Beginning with the first line of the entries below, quote each line until you reach and include the line with "watched path qualify".

**Records for the task**
<<<<

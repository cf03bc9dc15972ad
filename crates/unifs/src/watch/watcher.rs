// Copyright (c) Contributors to the SPK project.
// SPDX-License-Identifier: Apache-2.0
// https://github.com/spkenv/spk

use std::panic::{catch_unwind, AssertUnwindSafe};
use std::sync::{Arc, Weak};

use parking_lot::Mutex;

use super::dispatch::EventDispatcher;
use super::event::{ChangeEvent, ChangeKind, NotifyFilters, RenameEvent, WatchErrorEvent};
use crate::filter::SearchPattern;
use crate::fs::SharedFileSystem;
use crate::path::VfsPath;
use crate::{Error, Result};

#[cfg(test)]
#[path = "./watcher_test.rs"]
mod watcher_test;

/// Default size hint for a watcher's internal event buffer.
pub const DEFAULT_BUFFER_SIZE: usize = 8192;

/// Receives change notifications from a watcher.
///
/// Methods run on the producing backend's dispatcher thread and default
/// to doing nothing, so implementations override only the streams they
/// care about.
pub trait WatchSubscriber: Send + Sync {
    fn created(&self, _event: &ChangeEvent) {}

    fn deleted(&self, _event: &ChangeEvent) {}

    fn changed(&self, _event: &ChangeEvent) {}

    fn renamed(&self, _event: &RenameEvent) {}

    fn error(&self, _event: &WatchErrorEvent) {}
}

/// The mutable configuration shared by every watcher kind.
#[derive(Debug, Clone, PartialEq, Eq)]
pub struct WatcherConfig {
    /// Name filter applied to the final segment of event paths
    pub filter: String,
    pub notify_filters: NotifyFilters,
    /// Whether events are delivered at all
    pub enabled: bool,
    /// Whether events below direct children of the watched path qualify
    pub include_subdirectories: bool,
    pub buffer_size: usize,
}

impl Default for WatcherConfig {
    fn default() -> Self {
        Self {
            filter: "*.*".to_string(),
            notify_filters: NotifyFilters::default(),
            enabled: false,
            include_subdirectories: false,
            buffer_size: DEFAULT_BUFFER_SIZE,
        }
    }
}

/// An event source attached to a backend and a path.
///
/// Watchers deliver change notifications for entries under their path,
/// subject to their configuration. Dropping a watcher detaches it from
/// its backend and stops delivery.
pub trait Watcher: Send + Sync {
    /// The filesystem whose changes this watcher reports.
    fn filesystem(&self) -> SharedFileSystem;

    /// The watched directory.
    fn path(&self) -> VfsPath;

    /// A snapshot of the current configuration.
    fn config(&self) -> WatcherConfig;

    /// Set the name filter, failing if it does not compile.
    fn set_filter(&self, filter: &str) -> Result<()>;

    fn set_notify_filters(&self, notify_filters: NotifyFilters);

    fn set_enabled(&self, enabled: bool);

    fn set_include_subdirectories(&self, include_subdirectories: bool);

    fn set_buffer_size(&self, buffer_size: usize);

    /// Register a subscriber for this watcher's event streams.
    fn subscribe(&self, subscriber: Arc<dyn WatchSubscriber>);
}

/// State and delivery policy shared by every watcher implementation.
///
/// `raise_*` methods are the only entry points for emitting events. A
/// change event is delivered iff the watcher is enabled, the compiled
/// filter matches the path's final name and the path lies within the
/// watched directory (recursively when configured). The error stream
/// skips the name and containment checks. Delivery itself happens on
/// the dispatcher thread: each raise snapshots the subscriber list
/// under its lock, releases the lock, and queues a closure over the
/// snapshot so no lock is ever held while subscriber code runs.
pub struct WatcherCore {
    fs: SharedFileSystem,
    path: VfsPath,
    config: Mutex<WatcherConfig>,
    pattern: Mutex<CompiledFilter>,
    subscribers: Mutex<Vec<Arc<dyn WatchSubscriber>>>,
    dispatcher: Arc<EventDispatcher>,
    // handed to delivery jobs so a captured failure can be routed back
    // through this same core without keeping it alive
    weak_self: Weak<WatcherCore>,
}

struct CompiledFilter {
    filter: String,
    pattern: SearchPattern,
}

impl WatcherCore {
    pub fn new(fs: SharedFileSystem, path: VfsPath, dispatcher: Arc<EventDispatcher>) -> Arc<Self> {
        let config = WatcherConfig::default();
        let pattern = CompiledFilter {
            filter: config.filter.clone(),
            pattern: SearchPattern::parse(&config.filter)
                .expect("the default filter always compiles"),
        };
        Arc::new_cyclic(|weak_self| Self {
            fs,
            path,
            config: Mutex::new(config),
            pattern: Mutex::new(pattern),
            subscribers: Mutex::new(Vec::new()),
            dispatcher,
            weak_self: weak_self.clone(),
        })
    }

    pub fn filesystem(&self) -> SharedFileSystem {
        Arc::clone(&self.fs)
    }

    pub fn path(&self) -> VfsPath {
        self.path.clone()
    }

    pub fn config(&self) -> WatcherConfig {
        self.config.lock().clone()
    }

    pub fn set_filter(&self, filter: &str) -> Result<()> {
        let pattern = SearchPattern::parse(filter)?;
        self.config.lock().filter = filter.to_string();
        *self.pattern.lock() = CompiledFilter {
            filter: filter.to_string(),
            pattern,
        };
        Ok(())
    }

    pub fn set_notify_filters(&self, notify_filters: NotifyFilters) {
        self.config.lock().notify_filters = notify_filters;
    }

    pub fn set_enabled(&self, enabled: bool) {
        self.config.lock().enabled = enabled;
    }

    pub fn set_include_subdirectories(&self, include_subdirectories: bool) {
        self.config.lock().include_subdirectories = include_subdirectories;
    }

    pub fn set_buffer_size(&self, buffer_size: usize) {
        self.config.lock().buffer_size = buffer_size;
    }

    pub fn subscribe(&self, subscriber: Arc<dyn WatchSubscriber>) {
        self.subscribers.lock().push(subscriber);
    }

    pub fn raise_created(&self, path: VfsPath) {
        self.raise_change(ChangeKind::Created, path);
    }

    pub fn raise_deleted(&self, path: VfsPath) {
        self.raise_change(ChangeKind::Deleted, path);
    }

    pub fn raise_changed(&self, path: VfsPath) {
        self.raise_change(ChangeKind::Changed, path);
    }

    fn raise_change(&self, kind: ChangeKind, path: VfsPath) {
        if !self.should_raise(&path) {
            return;
        }
        let event = ChangeEvent {
            fs: Arc::clone(&self.fs),
            kind,
            path,
        };
        let snapshot = self.subscribers.lock().clone();
        let weak = self.weak_self.clone();
        self.enqueue(Box::new(move || {
            for subscriber in &snapshot {
                let delivery = catch_unwind(AssertUnwindSafe(|| match kind {
                    ChangeKind::Created => subscriber.created(&event),
                    ChangeKind::Deleted => subscriber.deleted(&event),
                    ChangeKind::Changed => subscriber.changed(&event),
                    ChangeKind::Renamed => (),
                }));
                if let Err(payload) = delivery {
                    if let Some(core) = weak.upgrade() {
                        core.raise_error_from_worker(panic_error(payload), Some(event.path.clone()));
                    }
                }
            }
        }));
    }

    pub fn raise_renamed(&self, path: VfsPath, old_path: VfsPath) {
        if !self.should_raise(&path) {
            return;
        }
        let event = RenameEvent {
            fs: Arc::clone(&self.fs),
            path,
            old_path,
        };
        let snapshot = self.subscribers.lock().clone();
        let weak = self.weak_self.clone();
        self.enqueue(Box::new(move || {
            for subscriber in &snapshot {
                let delivery = catch_unwind(AssertUnwindSafe(|| subscriber.renamed(&event)));
                if let Err(payload) = delivery {
                    if let Some(core) = weak.upgrade() {
                        core.raise_error_from_worker(panic_error(payload), Some(event.path.clone()));
                    }
                }
            }
        }));
    }

    /// Publish onto the error stream.
    ///
    /// Gated only by the enabled flag; the name filter and containment
    /// checks do not apply.
    pub fn raise_error(&self, error: Arc<Error>, path: Option<VfsPath>) {
        if !self.config.lock().enabled {
            return;
        }
        let snapshot = self.subscribers.lock().clone();
        self.enqueue(Box::new(error_job(snapshot, error, path)));
    }

    /// Error publication from the dispatcher thread itself.
    ///
    /// Must not block on the queue it is draining, and a failing error
    /// subscriber is only logged rather than re-captured.
    fn raise_error_from_worker(&self, error: Arc<Error>, path: Option<VfsPath>) {
        if !self.config.lock().enabled {
            return;
        }
        let snapshot = self.subscribers.lock().clone();
        if let Err(err) = self
            .dispatcher
            .try_dispatch(Box::new(error_job(snapshot, error, path)))
        {
            tracing::debug!(?err, "dropping error event");
        }
    }

    fn enqueue(&self, job: super::dispatch::Job) {
        if let Err(err) = self.dispatcher.dispatch(job) {
            tracing::debug!(?err, "dropping event, dispatcher is closed");
        }
    }

    fn should_raise(&self, path: &VfsPath) -> bool {
        let (enabled, include_subdirectories, filter) = {
            let config = self.config.lock();
            (
                config.enabled,
                config.include_subdirectories,
                config.filter.clone(),
            )
        };
        if !enabled {
            return false;
        }
        if !self.pattern_for(&filter).matches(path.file_name()) {
            return false;
        }
        path.is_in_directory(&self.path, include_subdirectories)
    }

    /// The compiled form of the given filter, recompiling only when the
    /// string has changed since the last raise.
    fn pattern_for(&self, filter: &str) -> SearchPattern {
        let mut compiled = self.pattern.lock();
        if compiled.filter != filter {
            match SearchPattern::parse(filter) {
                Ok(pattern) => {
                    *compiled = CompiledFilter {
                        filter: filter.to_string(),
                        pattern,
                    };
                }
                Err(err) => {
                    tracing::warn!(?err, filter, "ignoring uncompilable watch filter");
                }
            }
        }
        compiled.pattern.clone()
    }
}

fn error_job(
    snapshot: Vec<Arc<dyn WatchSubscriber>>,
    error: Arc<Error>,
    path: Option<VfsPath>,
) -> impl FnOnce() + Send + 'static {
    move || {
        let event = WatchErrorEvent { error, path };
        for subscriber in &snapshot {
            if catch_unwind(AssertUnwindSafe(|| subscriber.error(&event))).is_err() {
                tracing::warn!("watch error subscriber panicked");
            }
        }
    }
}

fn panic_error(payload: Box<dyn std::any::Any + Send>) -> Arc<Error> {
    let message = if let Some(message) = payload.downcast_ref::<&str>() {
        (*message).to_string()
    } else if let Some(message) = payload.downcast_ref::<String>() {
        message.clone()
    } else {
        "subscriber panicked".to_string()
    };
    Arc::new(Error::String(format!("watch subscriber failed: {message}")))
}

impl std::fmt::Debug for WatcherCore {
    fn fmt(&self, f: &mut std::fmt::Formatter<'_>) -> std::fmt::Result {
        f.debug_struct("WatcherCore")
            .field("path", &self.path)
            .field("config", &*self.config.lock())
            .finish()
    }
}

/// A watcher backed directly by a [`WatcherCore`], used by leaf
/// backends that raise their own events.
pub(crate) struct CoreWatcher {
    pub(crate) core: Arc<WatcherCore>,
}

impl Watcher for CoreWatcher {
    fn filesystem(&self) -> SharedFileSystem {
        self.core.filesystem()
    }

    fn path(&self) -> VfsPath {
        self.core.path()
    }

    fn config(&self) -> WatcherConfig {
        self.core.config()
    }

    fn set_filter(&self, filter: &str) -> Result<()> {
        self.core.set_filter(filter)
    }

    fn set_notify_filters(&self, notify_filters: NotifyFilters) {
        self.core.set_notify_filters(notify_filters)
    }

    fn set_enabled(&self, enabled: bool) {
        self.core.set_enabled(enabled)
    }

    fn set_include_subdirectories(&self, include_subdirectories: bool) {
        self.core.set_include_subdirectories(include_subdirectories)
    }

    fn set_buffer_size(&self, buffer_size: usize) {
        self.core.set_buffer_size(buffer_size)
    }

    fn subscribe(&self, subscriber: Arc<dyn WatchSubscriber>) {
        self.core.subscribe(subscriber)
    }
}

>>>>

**Written response**
repository cf03bc9dc15972ad
filename crates/unifs/src/watch/watcher.rs
// Copyright (c) Contributors to the SPK project.
// SPDX-License-Identifier: Apache-2.0
// https://github.com/spkenv/spk

use std::panic::{catch_unwind, AssertUnwindSafe};
use std::sync::{Arc, Weak};

use parking_lot::Mutex;

use super::dispatch::EventDispatcher;
use super::event::{ChangeEvent, ChangeKind, NotifyFilters, RenameEvent, WatchErrorEvent};
use crate::filter::SearchPattern;
use crate::fs::SharedFileSystem;
use crate::path::VfsPath;
use crate::{Error, Result};

#[cfg(test)]
#[path = "./watcher_test.rs"]
mod watcher_test;

/// Default size hint for a watcher's internal event buffer.
pub const DEFAULT_BUFFER_SIZE: usize = 8192;

/// Receives change notifications from a watcher.
///
/// Methods run on the producing backend's dispatcher thread and default
/// to doing nothing, so implementations override only the streams they
/// care about.
pub trait WatchSubscriber: Send + Sync {
    fn created(&self, _event: &ChangeEvent) {}

    fn deleted(&self, _event: &ChangeEvent) {}

    fn changed(&self, _event: &ChangeEvent) {}

    fn renamed(&self, _event: &RenameEvent) {}

    fn error(&self, _event: &WatchErrorEvent) {}
}

/// The mutable configuration shared by every watcher kind.
#[derive(Debug, Clone, PartialEq, Eq)]
pub struct WatcherConfig {
    /// Name filter applied to the final segment of event paths
    pub filter: String,
    pub notify_filters: NotifyFilters,
    /// Whether events are delivered at all
    pub enabled: bool,
    /// Whether events below direct children of the watched path qualify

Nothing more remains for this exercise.